Appellees were aged eight and nine when their mother died on August 27, 1983. On October 25, 1983, an order was entered by the Garland County Probate Court appointing their uncle, Jerry Reid, as guardian of their persons and estates. The order stated that “bond shall be determined.” Bond was not determined and letters of guardianship were apparently never issued to Mr. Reid. On November 10, 1983, appellant paid the appellees’ $30,519.60 share of their mother’s life insurance proceeds to Reid as guardian of their estates. Reid and his wife adopted appellees in July 1984. After reaching the age of majority, appellees initiated this suit in 1994 by filing a petition for an accounting and for judgment, alleging that both Reid and appellant had failed and refused to account for the life insurance proceeds. After a bench trial, the chancellor found that Reid spent the proceeds for improper purposes and without court approval, that appellant and Reid were jointly and severally liable to appellees, and that Reid was liable to appellant for any payment of the judgment appellant made.

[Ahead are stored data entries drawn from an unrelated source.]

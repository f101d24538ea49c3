//! Parsing of the `format_options` request parameter.
//!
//! Recognized keys:
//! - `id_policy`: `true` (natural identifier), `false` (no `id`), or an
//!   attribute name whose value becomes the identifier
//! - `callback`: name of the JSONP wrapping function
//! - `feature_bounding`: `true`/`false`, overrides the service default
//!
//! Unknown keys are ignored.

use std::collections::HashMap;

use wfs_common::{WfsError, WfsResult};

use crate::options::{EncodingOptions, IdPolicy};

pub const ID_POLICY: &str = "id_policy";
pub const CALLBACK: &str = "callback";
pub const FEATURE_BOUNDING: &str = "feature_bounding";

/// Tokens that look boolean but are not `true`/`false`.
const AMBIGUOUS_BOOLEANS: &[&str] = &["yes", "no", "on", "off", "t", "f", "y", "n", "1", "0"];

/// Parse options on top of the built-in defaults.
pub fn parse(options: &HashMap<String, String>) -> WfsResult<EncodingOptions> {
    parse_with_defaults(options, EncodingOptions::default())
}

/// Parse options on top of a service-provided baseline.
pub fn parse_with_defaults(
    options: &HashMap<String, String>,
    mut base: EncodingOptions,
) -> WfsResult<EncodingOptions> {
    for (key, value) in options {
        match key.trim().to_ascii_lowercase().as_str() {
            ID_POLICY => base.id_policy = parse_id_policy(value)?,
            CALLBACK => {
                let value = value.trim();
                base.callback = (!value.is_empty()).then(|| value.to_string());
            }
            FEATURE_BOUNDING => base.feature_bounding = parse_bool(FEATURE_BOUNDING, value)?,
            other => tracing::debug!(key = other, "Ignoring unknown format option"),
        }
    }
    Ok(base)
}

/// Split a raw `format_options` value such as `id_policy:name;callback:cb`.
///
/// Pairs are separated by `;`, keys from values by the first `:`. Keys are
/// lowercased. A later duplicate key wins.
pub fn parse_kvp(raw: &str) -> WfsResult<HashMap<String, String>> {
    let mut options = HashMap::new();
    for pair in raw.split(';').map(str::trim).filter(|p| !p.is_empty()) {
        let (key, value) = pair
            .split_once(':')
            .ok_or_else(|| WfsError::invalid_option(pair, "expected key:value"))?;
        let key = key.trim();
        if key.is_empty() {
            return Err(WfsError::invalid_option(pair, "empty option name"));
        }
        options.insert(key.to_ascii_lowercase(), value.trim().to_string());
    }
    Ok(options)
}

fn parse_id_policy(value: &str) -> WfsResult<IdPolicy> {
    let value = value.trim();
    if value.eq_ignore_ascii_case("true") {
        return Ok(IdPolicy::Natural);
    }
    if value.eq_ignore_ascii_case("false") {
        return Ok(IdPolicy::Suppress);
    }
    if value.is_empty() {
        return Err(WfsError::invalid_option(ID_POLICY, "empty value"));
    }
    if AMBIGUOUS_BOOLEANS
        .iter()
        .any(|token| value.eq_ignore_ascii_case(token))
    {
        return Err(WfsError::invalid_option(
            ID_POLICY,
            format!("'{}' is not a boolean (use true or false)", value),
        ));
    }
    if !is_attribute_name(value) {
        return Err(WfsError::invalid_option(
            ID_POLICY,
            format!("'{}' is not a valid attribute name", value),
        ));
    }
    Ok(IdPolicy::ExposeAttribute(value.to_string()))
}

fn parse_bool(option: &str, value: &str) -> WfsResult<bool> {
    let value = value.trim();
    if value.eq_ignore_ascii_case("true") {
        Ok(true)
    } else if value.eq_ignore_ascii_case("false") {
        Ok(false)
    } else {
        Err(WfsError::invalid_option(
            option,
            format!("expected true or false, got '{}'", value),
        ))
    }
}

fn is_attribute_name(name: &str) -> bool {
    let mut chars = name.chars();
    match chars.next() {
        Some(c) if c.is_ascii_alphabetic() || c == '_' => {}
        _ => return false,
    }
    chars.all(|c| c.is_ascii_alphanumeric() || matches!(c, '_' | '-' | '.'))
}

#[cfg(test)]
mod tests {
    use super::*;

    fn options(pairs: &[(&str, &str)]) -> HashMap<String, String> {
        pairs
            .iter()
            .map(|(k, v)| (k.to_string(), v.to_string()))
            .collect()
    }

    #[test]
    fn test_id_policy_values() {
        let parsed = parse(&options(&[("id_policy", "true")])).unwrap();
        assert_eq!(parsed.id_policy, IdPolicy::Natural);

        let parsed = parse(&options(&[("id_policy", "FALSE")])).unwrap();
        assert_eq!(parsed.id_policy, IdPolicy::Suppress);

        let parsed = parse(&options(&[("ID_POLICY", "name")])).unwrap();
        assert_eq!(parsed.id_policy, IdPolicy::ExposeAttribute("name".into()));
    }

    #[test]
    fn test_malformed_id_policy() {
        for bad in ["", "yes", "0", "1abc", "name with space", "a;b"] {
            match parse(&options(&[("id_policy", bad)])) {
                Err(WfsError::InvalidOption { option, .. }) => assert_eq!(option, "id_policy"),
                other => panic!("{:?}: expected InvalidOption, got {:?}", bad, other),
            }
        }
    }

    #[test]
    fn test_callback() {
        let parsed = parse(&options(&[("callback", "myFunc")])).unwrap();
        assert_eq!(parsed.callback.as_deref(), Some("myFunc"));

        let parsed = parse(&options(&[("callback", "  ")])).unwrap();
        assert_eq!(parsed.callback, None);
    }

    #[test]
    fn test_feature_bounding_override() {
        let base = EncodingOptions::default().with_feature_bounding(true);
        let parsed =
            parse_with_defaults(&options(&[("feature_bounding", "false")]), base).unwrap();
        assert!(!parsed.feature_bounding);

        assert!(parse(&options(&[("feature_bounding", "maybe")])).is_err());
    }

    #[test]
    fn test_unknown_keys_ignored() {
        let parsed = parse(&options(&[("decimals", "4"), ("foo", "bar")])).unwrap();
        assert_eq!(parsed, EncodingOptions::default());
    }

    #[test]
    fn test_defaults_survive() {
        let base = EncodingOptions::default().with_legacy_crs(true);
        let parsed = parse_with_defaults(&options(&[("id_policy", "false")]), base).unwrap();
        assert!(parsed.legacy_crs);
        assert_eq!(parsed.id_policy, IdPolicy::Suppress);
    }

    #[test]
    fn test_parse_kvp() {
        let parsed = parse_kvp("id_policy:name; CALLBACK:myFunc;;").unwrap();
        assert_eq!(parsed.get("id_policy").map(String::as_str), Some("name"));
        assert_eq!(parsed.get("callback").map(String::as_str), Some("myFunc"));

        let parsed = parse_kvp("filename:a:b").unwrap();
        assert_eq!(parsed.get("filename").map(String::as_str), Some("a:b"));

        assert!(parse_kvp("").unwrap().is_empty());
        assert!(parse_kvp("id_policy").is_err());
        assert!(parse_kvp(":x").is_err());
    }
}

Unlike the dissenters, we have no difficulty in concluding that the chancellor had subject-matter jurisdiction over an action against an insurance company and former guardian for accounting and judgment. See Nelson v. Wood, 199 Ark. 1019, 137 S.W.2d 929 (1940) (chancellor imposed trust on property titled in guardian’s name but purchased with minor’s funds); Hancock v. Hancock, 197 Ark. 853, 125 S.W.2d 104 (1939) (chancery court had jurisdiction to hear custody dispute between natural mother and guardian previously appointed in probate court); Grogan v. Weatherby, 196 Ark. 705, 119 S.W.2d 557 (1938) (chancellor determined that guardian’s failure to give bond rendered proceeding void and set aside partition sale of minor’s land); A&P’s Hole-In-One, Inc. v. Moskop, 38 Ark. App. 234, 832 S.W.2d 860 (1992) (accounting is an equitable remedy; provides a means to compel one entrusted with property of another to render account of his actions, and for recovery of any balance due).
Appellant first argues that it properly paid the insurance proceeds to Reid as appellees’ guardian and was under no duty to ensure that the guardian would carry out his obligations. This argument challenges the chancellor’s finding that appellant “paid insurance proceeds to Reid without court authority and without [ejnsuring the beneficiaries would be properly protected.” Appellant presented no evidence at the bench trial. Appellant did, however, move for a directed verdict at the close of all the evidence arguing that it had properly paid Reid the proceeds on November 10, 1983, because Reid had been appointed guardian by court order entered October 25, 1983.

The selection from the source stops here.